%%
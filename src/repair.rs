//! Catalog repair pass.
//!
//! Rewrites a previously built catalog file into the canonical shape: every
//! item carries the full field set in a fixed order, legacy rule-flag
//! encodings (Korean `허용`/`금지` strings, `"true"`/`"false"` strings,
//! booleans) collapse to boolean-or-null, and `rules_sources` is always a
//! list. Running the pass on its own output is a no-op.
//!
//! Works on loosely-typed JSON values on the way in: repair exists precisely
//! because existing files do not match the typed model.

use crate::error::{Error, Result};
use crate::model::{pretty_json, RuleFlag};
use serde::Serialize;
use serde_json::Value;
use std::collections::BTreeMap;
use std::fs;
use std::path::Path;

/// A catalog re-shaped into the canonical field layout.
#[derive(Debug, Serialize)]
pub struct RepairedCatalog {
    /// Jurisdiction code, defaulting to `KR` when the input omits it.
    pub country: String,
    /// Items in input order, each with the full canonical field set.
    pub items: Vec<RepairedItem>,
}

/// One item in canonical layout. Field order here is the artifact order.
#[derive(Debug, Serialize)]
pub struct RepairedItem {
    pub item_id: Value,
    pub name_ko: Value,
    pub name_en: Value,
    pub primary_category: Value,
    pub sub_category: Value,
    pub description: Value,
    pub tags: Vec<Value>,
    pub rules_summary: BTreeMap<String, RepairedChannels>,
    pub rules_sources: BTreeMap<String, Vec<Value>>,
    pub published: bool,
    pub source_last_checked: Value,
}

/// Canonical boolean-or-null flag pair.
#[derive(Debug, Serialize)]
pub struct RepairedChannels {
    pub carry_on: Option<bool>,
    pub checked: Option<bool>,
}

impl RepairedCatalog {
    /// Serializes the repaired catalog as pretty-printed JSON with a
    /// trailing newline.
    pub fn to_pretty_json(&self) -> Result<String> {
        pretty_json(self)
    }
}

/// Re-shapes a parsed catalog document into the canonical layout.
///
/// Fails with [`Error::InvalidCatalog`] when the top-level `items`
/// collection is not list-shaped.
pub fn repair_catalog(document: &Value) -> Result<RepairedCatalog> {
    let items = document
        .get("items")
        .and_then(Value::as_array)
        .ok_or_else(|| Error::InvalidCatalog("expected items array".into()))?;

    let country = document
        .get("country")
        .and_then(Value::as_str)
        .unwrap_or("KR")
        .to_string();

    Ok(RepairedCatalog {
        items: items
            .iter()
            .map(|item| repair_item(item, &country))
            .collect(),
        country,
    })
}

/// Repairs a catalog file in place.
///
/// Validation failures abort before anything is written; the input file is
/// only overwritten once the whole document has been re-shaped. Returns the
/// number of items written.
pub fn repair_file(path: impl AsRef<Path>) -> Result<usize> {
    let path = path.as_ref();
    let content = fs::read_to_string(path)?;
    let document: Value = serde_json::from_str(&content)?;

    let repaired = repair_catalog(&document)?;
    fs::write(path, repaired.to_pretty_json()?)?;
    Ok(repaired.items.len())
}

fn repair_item(item: &Value, country: &str) -> RepairedItem {
    let field = |key: &str| item.get(key).cloned().unwrap_or(Value::Null);

    let channel = |key: &str| {
        item.get("rules_summary")
            .and_then(|summary| summary.get(country))
            .and_then(|rules| rules.get(key))
            .map(RuleFlag::from_legacy_value)
            .unwrap_or(RuleFlag::Unknown)
            .as_bool()
    };

    let sources = item
        .get("rules_sources")
        .and_then(|sources| sources.get(country))
        .and_then(Value::as_array)
        .cloned()
        .unwrap_or_default();

    RepairedItem {
        item_id: field("item_id"),
        name_ko: field("name_ko"),
        name_en: field("name_en"),
        primary_category: field("primary_category"),
        sub_category: field("sub_category"),
        description: field("description"),
        tags: item
            .get("tags")
            .and_then(Value::as_array)
            .cloned()
            .unwrap_or_default(),
        rules_summary: BTreeMap::from([(
            country.to_string(),
            RepairedChannels {
                carry_on: channel("carry_on"),
                checked: channel("checked"),
            },
        )]),
        rules_sources: BTreeMap::from([(country.to_string(), sources)]),
        published: truthy(&field("published")),
        source_last_checked: field("source_last_checked"),
    }
}

fn truthy(value: &Value) -> bool {
    match value {
        Value::Bool(b) => *b,
        Value::Null => false,
        Value::String(s) => !s.is_empty(),
        Value::Number(n) => n.as_f64().map(|f| f != 0.0).unwrap_or(true),
        Value::Array(_) | Value::Object(_) => true,
    }
}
%%
**Exercise prompt**
Reproduce all of the material verbatim.

**Result below**
filename src/repair.rs
//! Catalog repair pass.
//!
//! Rewrites a previously built catalog file into the canonical shape: every
//! item carries the full field set in a fixed order, legacy rule-flag
//! encodings (Korean `허용`/`금지` strings, `"true"`/`"false"` strings,
//! booleans) collapse to boolean-or-null, and `rules_sources` is always a
//! list. Running the pass on its own output is a no-op.
//!
//! Works on loosely-typed JSON values on the way in: repair exists precisely
//! because existing files do not match the typed model.

use crate::error::{Error, Result};
use crate::model::{pretty_json, RuleFlag};
use serde::Serialize;
use serde_json::Value;
use std::collections::BTreeMap;
use std::fs;
use std::path::Path;

/// A catalog re-shaped into the canonical field layout.
#[derive(Debug, Serialize)]
pub struct RepairedCatalog {
    /// Jurisdiction code, defaulting to `KR` when the input omits it.
    pub country: String,
    /// Items in input order, each with the full canonical field set.
    pub items: Vec<RepairedItem>,
}

/// One item in canonical layout. Field order here is the artifact order.
#[derive(Debug, Serialize)]
pub struct RepairedItem {
    pub item_id: Value,
    pub name_ko: Value,
    pub name_en: Value,
    pub primary_category: Value,
    pub sub_category: Value,
    pub description: Value,
    pub tags: Vec<Value>,
    pub rules_summary: BTreeMap<String, RepairedChannels>,
    pub rules_sources: BTreeMap<String, Vec<Value>>,
    pub published: bool,
    pub source_last_checked: Value,
}

/// Canonical boolean-or-null flag pair.
#[derive(Debug, Serialize)]
pub struct RepairedChannels {
    pub carry_on: Option<bool>,
    pub checked: Option<bool>,
}

impl RepairedCatalog {
    /// Serializes the repaired catalog as pretty-printed JSON with a
    /// trailing newline.
    pub fn to_pretty_json(&self) -> Result<String> {
        pretty_json(self)
    }
}

/// Re-shapes a parsed catalog document into the canonical layout.
///
/// Fails with [`Error::InvalidCatalog`] when the top-level `items`
/// collection is not list-shaped.
pub fn repair_catalog(document: &Value) -> Result<RepairedCatalog> {
    let items = document
        .get("items")
        .and_then(Value::as_array)
        .ok_or_else(|| Error::InvalidCatalog("expected items array".into()))?;

    let country = document
        .get("country")
        .and_then(Value::as_str)
        .unwrap_or("KR")
        .to_string();

    Ok(RepairedCatalog {
        items: items
            .iter()
            .map(|item| repair_item(item, &country))
            .collect(),
        country,
    })
}

/// Repairs a catalog file in place.
///
/// Validation failures abort before anything is written; the input file is
/// only overwritten once the whole document has been re-shaped. Returns the
/// number of items written.
pub fn repair_file(path: impl AsRef<Path>) -> Result<usize> {
    let path = path.as_ref();
    let content = fs::read_to_string(path)?;
    let document: Value = serde_json::from_str(&content)?;

    let repaired = repair_catalog(&document)?;
    fs::write(path, repaired.to_pretty_json()?)?;
    Ok(repaired.items.len())
}

fn repair_item(item: &Value, country: &str) -> RepairedItem {
    let field = |key: &str| item.get(key).cloned().unwrap_or(Value::Null);

    let channel = |key: &str| {
        item.get("rules_summary")
            .and_then(|summary| summary.get(country))
            .and_then(|rules| rules.get(key))
            .map(RuleFlag::from_legacy_value)
            .unwrap_or(RuleFlag::Unknown)
            .as_bool()
    };

    let sources = item
        .get("rules_sources")
        .and_then(|sources| sources.get(country))
        .and_then(Value::as_array)
        .cloned()
        .unwrap_or_default();

    RepairedItem {
        item_id: field("item_id"),
        name_ko: field("name_ko"),
        name_en: field("name_en"),
        primary_category: field("primary_category"),
        sub_category: field("sub_category"),
        description: field("description"),
        tags: item
            .get("tags")
            .and_then(Value::as_array)
            .cloned()
            .unwrap_or_default(),
        rules_summary: BTreeMap::from([(
            country.to_string(),
            RepairedChannels {
                carry_on: channel("carry_on"),
                checked: channel("checked"),
            },
        )]),
        rules_sources: BTreeMap::from([(country.to_string(), sources)]),
        published: truthy(&field("published")),
        source_last_checked: field("source_last_checked"),
    }
}

fn truthy(value: &Value) -> bool {
    match value {
        Value::Bool(b) => *b,
        Value::Null => false,
        Value::String(s) => !s.is_empty(),
        Value::Number(n) => n.as_f64().map(|f| f != 0.0).unwrap_or(true),
        Value::Array(_) | Value::Object(_) => true,
    }
}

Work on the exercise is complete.